Анатолий Смелянский считает, что к началу 1970-х в искусстве Юрия Любимова закончился период «бури и натиска»: сложилась труппа, определился стиль «Таганки». «Это был, – по мнению Смелянского, – стиль насыщенной театральной метафорики, когда актеры и режиссер научились объясняться “мгновенными озарениями”, о которых писал Пастернак. Фабрика метафор пользовалась “монтажом аттракционов”, которым тут овладели в совершенстве. Монтаж параллельный, перекрестный, рваный, контрастный стал привычным и для актеров, и для зрителей. Световой занавес был чем-то вроде монтажных ножниц. Режиссер и художник Давид Боровский продолжили поиск выразительных средств, таящихся в самом театральном пространстве.

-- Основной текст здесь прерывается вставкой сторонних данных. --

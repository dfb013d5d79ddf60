/*
 * Copyright (c) godot-rust; Bromeon and contributors.
 * This Source Code Form is subject to the terms of the Mozilla Public
 * License, v. 2.0. If a copy of the MPL was not distributed with this
 * file, You can obtain one at https://mozilla.org/MPL/2.0/.
 */

use proc_macro2::TokenStream;
use quote::quote;

use crate::models::domain::GodotApiVersion;

pub fn make_build_struct(header: &GodotApiVersion, precision: &str) -> TokenStream {
    let GodotApiVersion {
        major,
        minor,
        patch,
        version_string,
    } = header;

    quote! {
        /// Meta-information about the API manifest this crate was compiled against.
        pub struct InteropBuild;

        impl InteropBuild {
            /// Godot version of the manifest.
            ///
            /// Example format: `v4.3.stable.official`
            pub const fn godot_static_version_string() -> &'static str {
                #version_string
            }

            /// Godot version of the manifest, as `(major, minor, patch)` triple.
            pub const fn godot_static_version_triple() -> (u8, u8, u8) {
                (#major, #minor, #patch)
            }

            /// `"single"` or `"double"`, depending on which layout set was selected.
            pub const fn precision() -> &'static str {
                #precision
            }
        }
    }
}
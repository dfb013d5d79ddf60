/*
 * Copyright (c) godot-rust; Bromeon and contributors.
 * This Source Code Form is subject to the terms of the Mozilla Public
 * License, v. 2.0. If a copy of the MPL was not distributed with this
 * file, You can obtain one at https://mozilla.org/MPL/2.0/.
 */

use std::marker::PhantomData;
use std::mem::size_of;

use crate::native::NativeValue;

/// Owned, relocatable storage of one native value.
///
/// Holds the exact bytes of an `N` and nothing else, so it can be moved, sent across threads or embedded in other structs like any
/// plain-old-data blob. It does not run destructors: the owner decides when the engine-side value is released, via
/// [`destroy_in_place()`](Self::destroy_in_place).
///
/// [`native()`](Self::native) and [`native_mut()`](Self::native_mut) are the only places where the bytes are reinterpreted as `N`.
#[repr(transparent)]
pub struct Movable<N: NativeValue> {
    storage: N::Storage,
    _marker: PhantomData<N>,
}

// SAFETY: engine-side builtin data is refcounted atomically and copy-on-write; moving the bytes to another thread is equivalent to
// moving the owning reference. Concurrent mutation is still excluded by `&mut` access.
unsafe impl<N: NativeValue> Send for Movable<N> {}
// SAFETY: shared access only hands out `&N` through an `unsafe` accessor whose contract excludes concurrent destruction.
unsafe impl<N: NativeValue> Sync for Movable<N> {}

impl<N: NativeValue> Movable<N> {
    const SIZE_MATCHES: () = assert!(
        size_of::<N>() == size_of::<N::Storage>(),
        "native value must be a transparent wrapper of its storage"
    );

    /// Takes ownership of `native`.
    pub fn from_native(native: N) -> Self {
        #[allow(clippy::let_unit_value)]
        let _ = Self::SIZE_MATCHES;

        Self {
            storage: native.into_storage(),
            _marker: PhantomData,
        }
    }

    /// Gives ownership back as a native value.
    ///
    /// # Safety
    /// The storage must still hold a live value, i.e. [`destroy_in_place()`](Self::destroy_in_place) has not been called.
    pub unsafe fn into_native(self) -> N {
        // SAFETY: the storage came from `into_storage()` of a live `N`.
        unsafe { N::from_storage(self.storage) }
    }

    /// Reinterprets the storage as the native value.
    ///
    /// # Safety
    /// The storage must still hold a live value, and no other thread may destroy it while the reference exists.
    #[inline]
    pub unsafe fn native(&self) -> &N {
        // SAFETY: `N` is a transparent wrapper around `N::Storage` (checked in `from_native`); liveness is up to the caller.
        unsafe { &*(&self.storage as *const N::Storage as *const N) }
    }

    /// Mutable variant of [`native()`](Self::native).
    ///
    /// # Safety
    /// See [`native()`](Self::native).
    #[inline]
    pub unsafe fn native_mut(&mut self) -> &mut N {
        // SAFETY: see `native()`.
        unsafe { &mut *(&mut self.storage as *mut N::Storage as *mut N) }
    }

    /// Releases the engine-side value. The bytes stay, but must not be interpreted again.
    ///
    /// # Safety
    /// Must be called at most once, and only while the value is live.
    pub unsafe fn destroy_in_place(&mut self) {
        // SAFETY: forwarded to caller.
        unsafe { self.native_mut().destroy() };
    }
}
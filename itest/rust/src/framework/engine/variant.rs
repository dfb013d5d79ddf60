/*
 * Copyright (c) godot-rust; Bromeon and contributors.
 * This Source Code Form is subject to the terms of the Mozilla Public
 * License, v. 2.0. If a copy of the MPL was not distributed with this
 * file, You can obtain one at https://mozilla.org/MPL/2.0/.
 */

//! Variant storage of the engine double: a 4-byte tag at offset 0, the payload at `VARIANT_PAYLOAD_OFFSET`.
//!
//! Inline types keep their bytes in the payload. Boxed types keep a shared byte block, handle types a [`Shared`] block of their
//! engine-side data, objects a plain object pointer.

use std::ffi::c_void;
use std::fmt::Debug;
use std::hash::{DefaultHasher, Hash, Hasher};
use std::mem::size_of;
use std::ptr;

use gdinterop::builtin::*;
use gdinterop::sys;
use gdinterop::sys::types::*;

use super::builtins::{self, ArrayData, DictionaryData};
use super::objects;
use super::shared::{Shared, acquire, read_handle, write_handle};

/// Storage class of a variant type.
#[derive(Copy, Clone, Eq, PartialEq, Debug)]
pub(crate) enum Layout {
    Empty,
    Inline(usize),
    Boxed(usize),
    Handle,
    Object,
}

pub(crate) fn layout_of(ty: VariantType) -> Layout {
    use VariantType as T;

    match ty {
        T::Nil => Layout::Empty,
        T::Bool => Layout::Inline(1),
        T::Int => Layout::Inline(size_of::<i64>()),
        T::Float => Layout::Inline(size_of::<f64>()),
        T::Vector2 => Layout::Inline(size_of::<Vector2>()),
        T::Vector2i => Layout::Inline(size_of::<Vector2i>()),
        T::Rect2 => Layout::Inline(size_of::<Rect2>()),
        T::Rect2i => Layout::Inline(size_of::<Rect2i>()),
        T::Vector3 => Layout::Inline(size_of::<Vector3>()),
        T::Vector3i => Layout::Inline(size_of::<Vector3i>()),
        T::Vector4 => Layout::Inline(size_of::<Vector4>()),
        T::Vector4i => Layout::Inline(size_of::<Vector4i>()),
        T::Plane => Layout::Inline(size_of::<Plane>()),
        T::Quaternion => Layout::Inline(size_of::<Quaternion>()),
        T::Color => Layout::Inline(size_of::<Color>()),
        T::Rid => Layout::Inline(size_of::<Rid>()),
        T::Transform2D => Layout::Boxed(size_of::<Transform2D>()),
        T::Aabb => Layout::Boxed(size_of::<Aabb>()),
        T::Basis => Layout::Boxed(size_of::<Basis>()),
        T::Transform3D => Layout::Boxed(size_of::<Transform3D>()),
        T::Projection => Layout::Boxed(size_of::<Projection>()),
        T::Object => Layout::Object,
        _ => Layout::Handle,
    }
}

/// Size of a typed value slot, as laid out by the extension.
pub(crate) fn slot_size(ty: VariantType) -> usize {
    use VariantType as T;

    match ty {
        T::String => size_of::<OpaqueString>(),
        T::StringName => size_of::<OpaqueStringName>(),
        T::NodePath => size_of::<OpaqueNodePath>(),
        T::Callable => size_of::<OpaqueCallable>(),
        T::Signal => size_of::<OpaqueSignal>(),
        T::Dictionary => size_of::<OpaqueDictionary>(),
        T::Array => size_of::<OpaqueArray>(),
        T::Object => size_of::<OpaqueObject>(),
        T::PackedByteArray
        | T::PackedInt32Array
        | T::PackedInt64Array
        | T::PackedFloat32Array
        | T::PackedFloat64Array
        | T::PackedStringArray
        | T::PackedVector2Array
        | T::PackedVector3Array
        | T::PackedVector4Array
        | T::PackedColorArray => size_of::<OpaquePackedByteArray>(),
        _ => match layout_of(ty) {
            Layout::Inline(size) | Layout::Boxed(size) => size,
            Layout::Empty | Layout::Handle | Layout::Object => 0,
        },
    }
}

// ----------------------------------------------------------------------------------------------------------------------------------------------

#[repr(C)]
pub(crate) struct RawVariant {
    storage: OpaqueVariant,
}

sys::static_assert_eq_size_align!(RawVariant, OpaqueVariant);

Боковые порталы, падуги, софиты, штанкеты, белесая задняя стена сцены и даже трюмы и люки в каждом спектакле, подобно актерам, исполняли новые роли. Насыщенное пространство преображало предметы и вещи, которые попадали в силовое поле спектакля: подчиняясь общему закону, они вырастали в своем смысловом значении».
Боровский вспоминал, как на встрече с таганскими, проходившей в верхнем театральном буфете, Леонид Викторович, «как всегда в бабочке», был в ударе. Рассказывал, играл на рояле, отвечал на вопросы.
Сам же Давид, потрясенный, находился под впечатлением от увиденного спектакля «Павшие и живые». «Понравился – это не совсем то слово, – рассказывал он. – Когда вспыхнул огонь, я оторвался от спинки кресла и не дышал до самого конца. Порой в театре очень трудно зажечь даже одну свечу, кое-где и курить на сцене в спектакле запрещено, нужно биться с пожарными (на сцене «Таганки» в этом спектакле меры предосторожности принимались максимально возможные: за кулисами по периметру расставляли огнетушители и ведра с песком. – А. Г.). Но чтобы огонь? Пламя огня? Неслыханно. Это было для меня ошеломляющим по дерзости театра. По сути, это был вызов! Священный огонь. Вечного огня в Москве тогда еще не зажгли (первый в столице Вечный огонь был зажжен 9 февраля 1961 года на Преображенском кладбище, а 8 мая 1967 года его зажгли на Могиле Неизвестного Солдата у Кремлевской стены. – А. Г.). Огонь в “Павших” обеспечивал правду чувств».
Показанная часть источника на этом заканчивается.